Several facts immediately are conveyed by the above lede: Israelis are targeting specific buildings and making some attempt to minimize human, or at least civilian, casualties. Despite the warnings, some Palestinians are choosing to die as martyrs. Later in the article, it is given that the house was named as an Israeli target due to its (alleged) use for Hamas military operations. It is also given that the Israelis use air-dropped leaflets that warn of attacks and plead with Gazans not to be used as human shields, as well as firing warning shots when it believes civilians are present.
So you would think the article would be about what is really an unprecedented level of warning in a combat zone, how much this endangers Israeli forces, whether this should be the new norm in warfare. Or you might expect an article about the death toll in Gaza, and consider how an attacking force can minimize death when segments of the population are setting out to get killed. Because these ideas are suggested by the facts reported.
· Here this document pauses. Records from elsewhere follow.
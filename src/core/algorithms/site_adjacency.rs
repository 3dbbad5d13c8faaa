//! Site-to-site and site-to-tile adjacency.

#![forbid(unsafe_code)]

use tracing::debug;

use crate::core::site::Site;
use crate::core::tile::Tile;

/// Build one [`Site`] per input point with its neighbor sites and incident
/// tiles filled in. Ridge incidences are added later by ridge indexing.
///
/// Tiles are visited in id order, so each site's tile list comes out
/// ascending; a site is recorded at most once per tile.
///
/// # Examples
///
/// ```
/// use tessellation::prelude::*;
/// use tessellation::core::algorithms::site_adjacency::build_site_adjacency;
///
/// let sites = [0.0, 0.0, 1.0, 0.0, 0.0, 1.0, 1.0, 1.2];
/// let tess = Tessellation::new(&sites, 2, &TessellationOptions::default()).unwrap();
/// let rebuilt = build_site_adjacency(4, tess.tiles());
///
/// for (a, b) in rebuilt.iter().zip(tess.sites()) {
///     assert_eq!(a.neighbor_tiles(), b.neighbor_tiles());
///     assert_eq!(a.neighbor_sites(), b.neighbor_sites());
/// }
/// ```
#[must_use]
pub fn build_site_adjacency(n_sites: usize, tiles: &[Tile]) -> Vec<Site> {
    let mut sites: Vec<Site> = (0..n_sites).map(Site::new).collect();

    for tile in tiles {
        for &s in tile.site_ids() {
            let Some(site) = sites.get_mut(s) else {
                continue;
            };
            if site.neighbor_tiles.last() == Some(&tile.id()) {
                continue;
            }
            site.neighbor_tiles.push(tile.id());
            for &other in tile.site_ids().iter().filter(|&&o| o != s) {
                if !site.neighbor_sites.contains(&other) {
                    site.neighbor_sites.push(other);
                }
            }
        }
    }
    for site in &mut sites {
        site.neighbor_sites.sort_unstable();
    }

    debug!(
        sites = n_sites,
        isolated = sites.iter().filter(|s| s.is_isolated()).count(),
        "site adjacency: built"
    );
    sites
}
It might discuss Hamas ordering Gazans to stay inside buildings they know will be destroyed. And we know how Hamas deals with traitors.
Instead, the article focuses on Hamas- and self-identified human rights groups- spokespeople opining on how these warnings are no reparation for Israeli war crimes- which are never specified, let alone substantiated.
Here’s the strange turning point:
But the events on Tuesday were another example of a contentious Israeli policy in which occupants of a building about to be bombed or shelled are given a brief warning in Arabic to evacuate. The Israelis have used such telephone calls and leaflets for years now, in a stated effort to reduce civilian casualties and avoid charges of indiscriminate killings or even of crimes against the rules of war.
Wait, contentious? It’s contentious to warn civilians when buildings are to be destroyed? Are there actually going to be anyone in the article arguing that the warnings are, of themselves, bad? No, that actually never happens. And what about that “stated effort” to reduce killings. What other motivation is there for doing something that inherently hampers and endangers your military? It doesn’t say.
Instead of interviewing Israeli leaders about the policy, or Hamas leaders about the use of human shields, which would be the way to actually follow the story, the article steps neatly into the total non-sequitur of Hamas and so-called human rights spokespeople accusing Israelis of being war criminals. And that’s how the article ends. No Israelis are ever quoted.
So an article which starts with facts which suggests that Israelis are trying to reduce civilian deaths while Gazans are purposely increasing civilian deaths, instead becomes a forum for three quotes on unspecified Israeli war crimes.